What you will do
List all lines of the data containing the word "ErrorKind".

Provided data

-- Opening Marker --

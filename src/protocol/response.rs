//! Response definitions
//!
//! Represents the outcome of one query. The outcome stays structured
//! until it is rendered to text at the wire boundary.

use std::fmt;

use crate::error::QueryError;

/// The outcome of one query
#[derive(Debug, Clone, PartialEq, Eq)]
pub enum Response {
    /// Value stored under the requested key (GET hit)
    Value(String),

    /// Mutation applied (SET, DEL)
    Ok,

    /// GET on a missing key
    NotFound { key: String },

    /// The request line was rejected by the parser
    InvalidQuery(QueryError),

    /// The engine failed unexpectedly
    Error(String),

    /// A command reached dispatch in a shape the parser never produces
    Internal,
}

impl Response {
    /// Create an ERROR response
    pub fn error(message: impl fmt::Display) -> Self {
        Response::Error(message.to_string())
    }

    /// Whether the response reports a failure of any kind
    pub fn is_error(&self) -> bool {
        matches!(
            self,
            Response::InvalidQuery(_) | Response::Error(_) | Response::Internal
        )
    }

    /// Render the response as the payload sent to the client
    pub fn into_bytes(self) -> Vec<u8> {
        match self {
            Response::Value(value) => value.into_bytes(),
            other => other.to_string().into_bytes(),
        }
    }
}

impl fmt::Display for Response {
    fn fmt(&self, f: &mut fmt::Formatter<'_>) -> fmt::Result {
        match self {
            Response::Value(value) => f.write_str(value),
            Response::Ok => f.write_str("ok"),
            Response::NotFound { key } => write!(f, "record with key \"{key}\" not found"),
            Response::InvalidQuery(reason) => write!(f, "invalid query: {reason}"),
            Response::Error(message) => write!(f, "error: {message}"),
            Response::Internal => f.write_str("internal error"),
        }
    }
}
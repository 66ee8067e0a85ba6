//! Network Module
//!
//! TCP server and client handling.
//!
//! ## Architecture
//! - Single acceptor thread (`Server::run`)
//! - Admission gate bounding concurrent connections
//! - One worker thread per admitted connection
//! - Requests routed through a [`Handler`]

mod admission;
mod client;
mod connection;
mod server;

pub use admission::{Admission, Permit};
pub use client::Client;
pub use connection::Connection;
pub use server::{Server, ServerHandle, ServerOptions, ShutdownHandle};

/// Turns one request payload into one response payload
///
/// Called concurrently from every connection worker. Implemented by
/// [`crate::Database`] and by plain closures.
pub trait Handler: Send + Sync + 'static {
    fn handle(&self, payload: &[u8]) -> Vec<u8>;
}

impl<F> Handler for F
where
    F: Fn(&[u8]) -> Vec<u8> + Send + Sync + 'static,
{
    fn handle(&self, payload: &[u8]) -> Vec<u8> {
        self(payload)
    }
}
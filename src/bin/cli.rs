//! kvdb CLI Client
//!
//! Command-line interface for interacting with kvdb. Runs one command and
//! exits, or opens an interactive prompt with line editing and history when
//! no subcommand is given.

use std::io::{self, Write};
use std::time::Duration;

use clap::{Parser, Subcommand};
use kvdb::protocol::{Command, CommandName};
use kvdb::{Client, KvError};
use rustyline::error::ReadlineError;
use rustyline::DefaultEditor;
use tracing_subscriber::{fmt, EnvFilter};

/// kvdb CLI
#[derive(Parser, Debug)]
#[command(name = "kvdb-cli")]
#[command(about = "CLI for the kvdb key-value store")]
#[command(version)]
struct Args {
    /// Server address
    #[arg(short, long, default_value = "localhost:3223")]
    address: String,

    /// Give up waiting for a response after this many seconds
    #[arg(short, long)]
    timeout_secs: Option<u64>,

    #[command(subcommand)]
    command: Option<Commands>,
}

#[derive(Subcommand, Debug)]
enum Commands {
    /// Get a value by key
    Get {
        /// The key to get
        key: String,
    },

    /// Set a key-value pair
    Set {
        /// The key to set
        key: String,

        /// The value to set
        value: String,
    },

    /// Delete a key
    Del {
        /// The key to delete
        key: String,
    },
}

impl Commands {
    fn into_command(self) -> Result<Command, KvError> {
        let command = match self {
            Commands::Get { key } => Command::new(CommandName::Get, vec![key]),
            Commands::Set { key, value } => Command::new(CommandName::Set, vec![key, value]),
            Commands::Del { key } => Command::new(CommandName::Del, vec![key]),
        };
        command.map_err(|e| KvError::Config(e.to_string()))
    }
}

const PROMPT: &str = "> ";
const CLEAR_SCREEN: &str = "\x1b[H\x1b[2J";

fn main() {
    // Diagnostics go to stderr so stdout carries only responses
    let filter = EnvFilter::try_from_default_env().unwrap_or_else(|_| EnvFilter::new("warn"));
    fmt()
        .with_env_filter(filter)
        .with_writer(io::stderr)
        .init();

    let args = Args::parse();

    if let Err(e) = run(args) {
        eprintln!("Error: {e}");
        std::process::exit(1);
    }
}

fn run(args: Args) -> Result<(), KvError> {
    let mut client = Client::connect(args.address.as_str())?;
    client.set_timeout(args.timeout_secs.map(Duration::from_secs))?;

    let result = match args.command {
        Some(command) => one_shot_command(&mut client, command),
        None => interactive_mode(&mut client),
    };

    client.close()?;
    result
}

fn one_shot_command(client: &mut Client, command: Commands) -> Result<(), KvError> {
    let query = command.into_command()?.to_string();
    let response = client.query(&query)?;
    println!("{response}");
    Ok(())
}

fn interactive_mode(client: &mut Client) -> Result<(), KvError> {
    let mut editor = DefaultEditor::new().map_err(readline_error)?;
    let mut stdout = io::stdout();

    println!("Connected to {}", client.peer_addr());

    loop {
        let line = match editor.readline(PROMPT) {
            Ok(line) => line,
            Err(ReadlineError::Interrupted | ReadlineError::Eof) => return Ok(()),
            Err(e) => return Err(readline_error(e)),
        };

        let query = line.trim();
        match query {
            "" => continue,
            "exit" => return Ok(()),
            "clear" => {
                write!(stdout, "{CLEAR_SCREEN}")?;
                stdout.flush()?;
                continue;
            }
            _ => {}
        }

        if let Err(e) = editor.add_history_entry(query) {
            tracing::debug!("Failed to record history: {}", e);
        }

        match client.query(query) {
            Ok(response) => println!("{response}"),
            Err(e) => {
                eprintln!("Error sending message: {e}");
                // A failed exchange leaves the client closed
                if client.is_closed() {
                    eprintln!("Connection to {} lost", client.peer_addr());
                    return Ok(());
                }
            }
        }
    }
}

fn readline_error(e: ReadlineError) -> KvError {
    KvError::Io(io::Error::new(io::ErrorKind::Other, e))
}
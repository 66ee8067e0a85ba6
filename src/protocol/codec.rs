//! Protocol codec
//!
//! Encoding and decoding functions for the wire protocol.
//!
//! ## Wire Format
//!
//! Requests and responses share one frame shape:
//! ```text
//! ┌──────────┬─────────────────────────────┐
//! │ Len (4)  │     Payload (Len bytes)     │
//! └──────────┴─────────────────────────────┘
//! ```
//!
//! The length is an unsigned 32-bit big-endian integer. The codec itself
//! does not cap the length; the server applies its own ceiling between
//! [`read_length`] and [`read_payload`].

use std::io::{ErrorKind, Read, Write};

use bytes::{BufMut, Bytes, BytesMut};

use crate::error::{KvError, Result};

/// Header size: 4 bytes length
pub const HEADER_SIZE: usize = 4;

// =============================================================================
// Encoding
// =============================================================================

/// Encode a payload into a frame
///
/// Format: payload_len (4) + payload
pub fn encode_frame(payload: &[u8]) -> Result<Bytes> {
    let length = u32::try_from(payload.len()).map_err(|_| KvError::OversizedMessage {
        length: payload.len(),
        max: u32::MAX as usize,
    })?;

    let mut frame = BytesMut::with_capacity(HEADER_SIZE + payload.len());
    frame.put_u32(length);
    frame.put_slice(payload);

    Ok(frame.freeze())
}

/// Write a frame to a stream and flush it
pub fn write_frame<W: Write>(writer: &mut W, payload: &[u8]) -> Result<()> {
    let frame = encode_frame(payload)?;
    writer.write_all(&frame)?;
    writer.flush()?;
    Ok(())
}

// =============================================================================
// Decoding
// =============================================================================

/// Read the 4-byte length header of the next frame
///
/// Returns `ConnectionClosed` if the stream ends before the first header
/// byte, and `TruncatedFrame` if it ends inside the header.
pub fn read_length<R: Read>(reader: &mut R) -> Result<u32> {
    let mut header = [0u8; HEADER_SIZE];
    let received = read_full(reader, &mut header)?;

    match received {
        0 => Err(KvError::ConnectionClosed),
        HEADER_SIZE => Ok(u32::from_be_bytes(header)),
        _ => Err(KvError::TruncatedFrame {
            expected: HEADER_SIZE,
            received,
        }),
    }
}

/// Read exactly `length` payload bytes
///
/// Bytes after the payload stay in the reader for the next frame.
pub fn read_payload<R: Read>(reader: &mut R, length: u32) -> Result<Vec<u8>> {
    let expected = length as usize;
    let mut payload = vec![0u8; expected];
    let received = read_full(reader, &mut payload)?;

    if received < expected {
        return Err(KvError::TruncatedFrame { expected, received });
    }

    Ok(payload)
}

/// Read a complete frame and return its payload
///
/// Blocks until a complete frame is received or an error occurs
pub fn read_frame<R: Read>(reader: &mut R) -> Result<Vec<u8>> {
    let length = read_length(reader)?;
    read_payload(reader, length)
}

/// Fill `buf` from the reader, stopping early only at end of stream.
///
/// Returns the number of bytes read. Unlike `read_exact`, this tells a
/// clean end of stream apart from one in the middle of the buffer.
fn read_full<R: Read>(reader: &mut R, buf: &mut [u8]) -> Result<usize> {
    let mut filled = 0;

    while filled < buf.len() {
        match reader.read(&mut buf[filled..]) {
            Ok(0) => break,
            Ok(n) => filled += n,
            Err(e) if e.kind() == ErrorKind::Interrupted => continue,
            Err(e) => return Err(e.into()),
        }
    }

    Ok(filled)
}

-- Closing Marker --

Exercise answer
    KvError::Io(io::Error::new(io::ErrorKind::Other, e))
use std::io::{ErrorKind, Read, Write};
            Err(e) if e.kind() == ErrorKind::Interrupted => continue,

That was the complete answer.